One of the final short pieces in my latest book, Beyond Identity, is titled Puddle Sprayed. It is a fun essay that speaks to being sprayed by the business end of a seagull after exiting a grocery store. At its essence, the piece is a reflection on reaction.
I was entering the same store this morning, passing the exact spot where the gull nailed me on the head and shoulders 15 months earlier, when I was struck by deja vu. A sudden rush of air a second later and, sure enough, a massive load of wet bird poop rained down, halting my forward advance in a splattering semi-circle on the asphalt.
I was amazed (and pleased) to find myself completely unscathed. I thought back to Puddle Sprayed and nearly doubled over with laughter. A lot has happened since I wrote that opening piece of what is shaping up to be an ongoing saga. On the world stage, there has been a pandemic. Personally, there has been knee surgery followed by a rapid progression of Parkinson’s symptoms. Still, overall, life is good.
Why was I so “lucky” entering the grocery store this time compared to my first crossing of the parking lot’s imaginary bullseye? I never saw the offending bird in either instance until it was too late. Then it occurred to me how presumptuousness I was being—maybe the bird didn’t see me either or even know I was there.
We are trained by society to consider life from an individual perspective, enculturated to disregard the untold possibilities surrounding us. Physics theorizes at least ten total dimensions (and perhaps as many as 26) that either share the space of our universe or are too small for humans to sense or act in another mysterious manner that hides them from our view.
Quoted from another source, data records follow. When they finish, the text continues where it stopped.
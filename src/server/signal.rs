// Signal handling module
//
// Supported signals:
// - SIGTERM: Stop
// - SIGINT:  Stop (Ctrl+C)
//
// Stopping does not drain: the connection being served is dropped.

use crate::logger;

/// Resolve once the process is asked to stop
#[cfg(unix)]
pub async fn shutdown_signal() {
    use tokio::signal::unix::{signal, SignalKind};

    let mut sigterm = match signal(SignalKind::terminate()) {
        Ok(s) => s,
        Err(e) => {
            logger::log_warning(&format!("Failed to register SIGTERM handler: {e}"));
            ctrl_c().await;
            log::info!("[SIGNAL] SIGINT received (Ctrl+C), stopping");
            return;
        }
    };

    tokio::select! {
        () = ctrl_c() => {
            log::info!("[SIGNAL] SIGINT received (Ctrl+C), stopping");
        }
        _ = sigterm.recv() => {
            log::info!("[SIGNAL] SIGTERM received, stopping");
        }
    }
}

/// Resolve once the process is asked to stop
#[cfg(not(unix))]
pub async fn shutdown_signal() {
    ctrl_c().await;
    log::info!("[SIGNAL] Ctrl+C received, stopping");
}

/// Wait for Ctrl+C. Never resolves if the handler cannot be installed.
async fn ctrl_c() {
    if let Err(e) = tokio::signal::ctrl_c().await {
        logger::log_error(&format!("Failed to listen for Ctrl+C: {e}"));
        std::future::pending::<()>().await;
    }
}
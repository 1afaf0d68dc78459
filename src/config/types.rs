// Configuration types module
// Defines all configuration-related data structures

use serde::{Deserialize, Serialize};

/// Main configuration structure
#[derive(Debug, Deserialize, Serialize, Clone)]
pub struct Config {
    pub server: ServerConfig,
    pub logging: LoggingConfig,
    pub manifest: ManifestConfig,
}

/// Range file server configuration
#[derive(Debug, Deserialize, Serialize, Clone)]
pub struct ServerConfig {
    pub host: String,
    pub port: u16,
    /// Directory request paths are resolved against
    pub root_dir: String,
    /// HTTP/1.1 keep-alive; off keeps one client from holding the server
    pub keep_alive: bool,
    /// Seconds a client may take to send request headers
    pub read_timeout: u64,
}

/// Logging configuration
#[derive(Debug, Deserialize, Serialize, Clone)]
pub struct LoggingConfig {
    pub level: String,
    pub access_log: bool,
    /// Access log format (combined, common or json)
    #[serde(default = "default_access_log_format")]
    pub access_log_format: String,
}

#[allow(clippy::missing_const_for_fn)]
fn default_access_log_format() -> String {
    "combined".to_string()
}

/// Manifest patcher configuration
#[derive(Debug, Deserialize, Serialize, Clone)]
pub struct ManifestConfig {
    /// Distribution host every rewritten URL points at
    pub base_url: String,
    /// Manifest that is read and overwritten in place
    pub source_path: String,
    /// Second destination receiving the same bytes
    pub copy_path: String,
    /// Custom scheme prefix the encoded manifest URL is appended to
    pub deep_link_prefix: String,
}
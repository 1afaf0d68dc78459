//! Access log format module
//!
//! Supports:
//! - `combined` (Apache/Nginx combined format, the fallback)
//! - `common` (Common Log Format - CLF)
//! - `json` (one JSON object per line)

use chrono::Local;

/// Access log entry for one served request
#[derive(Debug, Clone)]
pub struct AccessLogEntry {
    /// Client address
    pub remote_addr: String,
    /// Request timestamp
    pub time: chrono::DateTime<Local>,
    /// HTTP method
    pub method: String,
    /// Request URI path
    pub path: String,
    /// Query string (without leading ?)
    pub query: Option<String>,
    /// HTTP version (1.0, 1.1)
    pub http_version: String,
    /// Response status code
    pub status: u16,
    /// Response body size in bytes
    pub body_bytes: u64,
    /// Referer header
    pub referer: Option<String>,
    /// Range header as sent by the client
    pub range: Option<String>,
    /// User-Agent header
    pub user_agent: Option<String>,
}

impl AccessLogEntry {
    /// Create a new access log entry with current timestamp
    pub fn new(remote_addr: String, method: String, path: String) -> Self {
        Self {
            remote_addr,
            time: Local::now(),
            method,
            path,
            query: None,
            http_version: "1.1".to_string(),
            status: 200,
            body_bytes: 0,
            referer: None,
            range: None,
            user_agent: None,
        }
    }

    /// Format the log entry according to the specified format
    pub fn format(&self, format: &str) -> String {
        match format {
            "common" => self.format_common(),
            "json" => self.format_json(),
            _ => self.format_combined(),
        }
    }

    fn request_line(&self) -> String {
        format!(
            "{} {}{} HTTP/{}",
            self.method,
            self.path,
            self.query
                .as_ref()
                .map(|q| format!("?{q}"))
                .unwrap_or_default(),
            self.http_version,
        )
    }

    /// `$remote_addr - - [$time_local] "$request" $status $body_bytes_sent "$http_referer" "$http_user_agent" "$http_range"`
    ///
    /// Range is appended after the standard combined fields.
    fn format_combined(&self) -> String {
        format!(
            "{} - - [{}] \"{}\" {} {} \"{}\" \"{}\" \"{}\"",
            self.remote_addr,
            self.time.format("%d/%b/%Y:%H:%M:%S %z"),
            self.request_line(),
            self.status,
            self.body_bytes,
            self.referer.as_deref().unwrap_or("-"),
            self.user_agent.as_deref().unwrap_or("-"),
            self.range.as_deref().unwrap_or("-"),
        )
    }

    /// `$remote_addr - - [$time_local] "$request" $status $body_bytes_sent`
    fn format_common(&self) -> String {
        format!(
            "{} - - [{}] \"{}\" {} {}",
            self.remote_addr,
            self.time.format("%d/%b/%Y:%H:%M:%S %z"),
            self.request_line(),
            self.status,
            self.body_bytes,
        )
    }

    fn format_json(&self) -> String {
        serde_json::json!({
            "remote_addr": self.remote_addr,
            "time": self.time.to_rfc3339(),
            "method": self.method,
            "path": self.path,
            "query": self.query,
            "http_version": self.http_version,
            "status": self.status,
            "body_bytes": self.body_bytes,
            "referer": self.referer,
            "range": self.range,
            "user_agent": self.user_agent,
        })
        .to_string()
    }
}
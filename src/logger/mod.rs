//! Logger module
//!
//! Named logging helpers on top of the `log` facade, backed by `env_logger`:
//! - Server lifecycle logging
//! - Request and access logging
//! - Manifest patch summaries
//! - Error and warning logging

mod format;

pub use format::AccessLogEntry;

use crate::config::Config;
use hyper::{Method, Uri, Version};
use std::net::SocketAddr;

/// Initialize the logger with configuration
///
/// `logging.level` is the default filter, `RUST_LOG` overrides it. Calling
/// this twice is harmless.
pub fn init(config: &Config) {
    let env = env_logger::Env::default().default_filter_or(config.logging.level.as_str());
    let _ = env_logger::Builder::from_env(env)
        .format_target(false)
        .try_init();
}

pub fn log_server_start(addr: &SocketAddr, config: &Config) {
    log::info!("======================================");
    log::info!("Range file server started");
    log::info!("Listening on: http://{addr}");
    log::info!("Serving files from: {}", config.server.root_dir);
    log::info!("Log level: {}", config.logging.level);
    log::info!("Requests are handled one at a time, press Ctrl+C to stop");
    log::info!("Try: curl -I -H 'Range: bytes=0-1023' http://{addr}/hap/AppSigned.hap");
    log::info!("======================================");
}

pub fn log_server_stopped() {
    log::info!("Server stopped");
}

pub fn log_connection_error(err: &impl std::fmt::Debug) {
    log::error!("[ERROR] Failed to serve connection: {err:?}");
}

pub fn log_request(method: &Method, uri: &Uri, version: Version) {
    log::debug!("[Request] {method} {uri} {version:?}");
}

pub fn log_file_request(path: &std::path::Path, file_size: u64, range: Option<&str>) {
    log::debug!(
        "[File] {} ({file_size} bytes), Range: {}",
        path.display(),
        range.unwrap_or("-")
    );
}

pub fn log_response(status: u16, size: u64) {
    log::debug!("[Response] Sent {status} ({size} bytes)");
}

/// Log formatted access log entry
pub fn log_access(entry: &AccessLogEntry, format: &str) {
    log::info!("{}", entry.format(format));
}

pub fn log_manifest_patched(source: &str, copy: &str, deploy_domain: &str) {
    log::info!("Manifest updated: {source} (copied to {copy})");
    log::info!("Deploy domain: {deploy_domain}");
}

pub fn log_manifest_links(package_url: &str, manifest_url: &str, deep_link: &str) {
    log::info!("Package URL: {package_url}");
    log::info!("Manifest URL: {manifest_url}");
    log::info!("Deep link: {deep_link}");
}

pub fn log_error(message: &str) {
    log::error!("[ERROR] {message}");
}

pub fn log_warning(message: &str) {
    log::warn!("[WARN] {message}");
}
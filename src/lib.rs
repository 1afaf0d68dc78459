//! Tools for distributing an installable app bundle.
//!
//! - [`manifest`] points a manifest's download URLs at a distribution host.
//! - [`server`] runs a local file server with byte-range support.

pub mod config;
pub mod error;
pub mod handler;
pub mod http;
pub mod logger;
pub mod manifest;
pub mod server;
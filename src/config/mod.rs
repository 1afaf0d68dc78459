// Configuration module entry point
// Loads server, logging and manifest settings from defaults, file and environment

mod state;
mod types;

use std::net::SocketAddr;

// Re-export public types
pub use state::AppState;
pub use types::{Config, LoggingConfig, ManifestConfig, ServerConfig};

/// Default config file name (without extension)
pub const DEFAULT_CONFIG_PATH: &str = "hap-distribution";

/// Environment variable prefix, e.g. `HAPDIST__SERVER__PORT=9000`
const ENV_PREFIX: &str = "HAPDIST";

impl Config {
    /// Load configuration from the default file in the working directory
    pub fn load() -> Result<Self, config::ConfigError> {
        Self::load_from(DEFAULT_CONFIG_PATH)
    }

    /// Load configuration from specified file path (without extension)
    /// The file is optional; defaults cover every key
    pub fn load_from(config_path: &str) -> Result<Self, config::ConfigError> {
        let settings = config::Config::builder()
            .add_source(config::File::with_name(config_path).required(false))
            .add_source(
                config::Environment::with_prefix(ENV_PREFIX)
                    .prefix_separator("__")
                    .separator("__"),
            )
            .set_default("server.host", "127.0.0.1")?
            .set_default("server.port", 8000)?
            .set_default("server.root_dir", ".")?
            .set_default("server.keep_alive", false)?
            .set_default("server.read_timeout", 30)?
            .set_default("logging.level", "info")?
            .set_default("logging.access_log", true)?
            .set_default("logging.access_log_format", "combined")?
            .set_default(
                "manifest.base_url",
                "https://harmony-hap-distribution.q17626049428.workers.dev",
            )?
            .set_default("manifest.source_path", "hap/manifest-jsdelivr.json5")?
            .set_default("manifest.copy_path", "manifest.json5")?
            .set_default("manifest.deep_link_prefix", "store://enterprise/manifest?url=")?
            .build()?;

        settings.try_deserialize()
    }

    pub fn get_socket_addr(&self) -> Result<SocketAddr, String> {
        format!("{}:{}", self.server.host, self.server.port)
            .parse()
            .map_err(|e| format!("Invalid address: {e}"))
    }
}
//! Error types
//!
//! Manifest errors are fatal for the patcher. Serve errors are per-request and
//! map to HTTP status codes in the router.

use std::path::PathBuf;
use thiserror::Error;

#[derive(Debug, Error)]
pub enum ManifestError {
    #[error("failed to access manifest '{}': {source}", path.display())]
    Io {
        path: PathBuf,
        #[source]
        source: std::io::Error,
    },
    #[error("failed to parse manifest: {0}")]
    Parse(#[source] serde_json::Error),
    #[error("manifest is missing field '{0}'")]
    MissingField(&'static str),
    #[error("failed to serialize manifest: {0}")]
    Serialize(#[source] serde_json::Error),
}

#[derive(Debug, Error)]
pub enum ServeError {
    #[error("file not found")]
    NotFound,
    #[error("failed to read file: {0}")]
    Io(#[from] std::io::Error),
}
// Listener module
// Creates the TCP listener the server accepts on

use socket2::{Domain, Protocol, Socket, Type};
use tokio::net::TcpListener;

/// Backlog for connections waiting while a request is being served
const LISTEN_BACKLOG: i32 = 128;

/// Create a `TcpListener` with `SO_REUSEADDR` enabled.
///
/// A restarted server can rebind right away while old sockets sit in
/// `TIME_WAIT`.
///
/// # Arguments
///
/// * `addr` - The socket address to bind to
pub fn create_listener(addr: std::net::SocketAddr) -> std::io::Result<TcpListener> {
    let domain = if addr.is_ipv4() {
        Domain::IPV4
    } else {
        Domain::IPV6
    };

    let socket = Socket::new(domain, Type::STREAM, Some(Protocol::TCP))?;
    socket.set_reuse_address(true)?;

    // Non-blocking mode for tokio
    socket.set_nonblocking(true)?;
    socket.bind(&addr.into())?;
    socket.listen(LISTEN_BACKLOG)?;

    let std_listener: std::net::TcpListener = socket.into();
    TcpListener::from_std(std_listener)
}

#[cfg(test)]
mod tests {
    use super::*;

    #[tokio::test]
    async fn test_binds_ephemeral_port() {
        let listener = create_listener("127.0.0.1:0".parse().unwrap()).unwrap();
        let addr = listener.local_addr().unwrap();
        assert!(addr.ip().is_loopback());
        assert_ne!(addr.port(), 0);
    }
}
Our three-dimensional world (four including time) is probably a tiny piece of a complex multidimensional puzzle.
Maybe the reason meaning eludes us is that we catch but a glimpse of relative reality, with unimaginable events taking place in the same space just beyond our vision. Perhaps I was not the sea gull’s target at all. Maybe to view the universe’s inner workings in totality, we must first shed the blinders of hubris that separate us from the natural world, barring us from experiencing naked truth in all its beauty.